**PROBLEM REQUIREMENTS**
Only lines containing "COEF²" belong in the answer, each copied from the entries below.

..........

//! Protocol constants. All token amounts are in the smallest token unit;
//! prices and the lambda accumulator are fixed-point with [`COEF`] as the
//! scaling base.

use primitive_types::U256;

/// Fixed-point scaling coefficient (10^18).
///
/// Prices are COEF-scaled: a price of `COEF` means one token buys
/// `COEF` base shares of share-precision. Shares and lambda are
/// COEF²-scaled, which is why share issuance multiplies by `COEF²`
/// before dividing by the price.
pub const COEF: u128 = 1_000_000_000_000_000_000;

/// Percentage denominator for bonus caps and penalty splits.
pub const PERCENT_BASE: u32 = 100;

pub const DAY_SECS: u64 = 86_400;
pub const WEEK_SECS: u64 = 7 * DAY_SECS;
pub const YEAR_SECS: u64 = 365 * DAY_SECS;

/// Grace window after maturity during which a claim incurs no reward decay.
pub const DEFAULT_FREE_LATE_PERIOD_SECS: u64 = WEEK_SECS;

/// Reward decay per full week past maturity, as a percentage of the reward.
///
/// At 2%/week the reward is fully consumed after 50 weeks; only the
/// principal remains for later claims.
pub const DEFAULT_LATE_DECAY_PERCENT_PER_WEEK: u32 = 2;

/// Multiples of the original lock duration past maturity before a stake
/// counts as abandoned and becomes reapable by any caller.
pub const DEFAULT_DORMANCY_MULTIPLIER: u64 = 2;

/// `COEF²` as a 256-bit value.
///
/// # Examples
///
/// ```
/// use tidelock_core::constants::{coef_squared, COEF};
/// use primitive_types::U256;
/// assert_eq!(coef_squared(), U256::from(COEF) * U256::from(COEF));
/// ```
pub fn coef_squared() -> U256 {
    U256::from(COEF) * U256::from(COEF)
}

..........

**YOUR RESPONSE**
/// COEF²-scaled, which is why share issuance multiplies by `COEF²`
/// `COEF²` as a 256-bit value.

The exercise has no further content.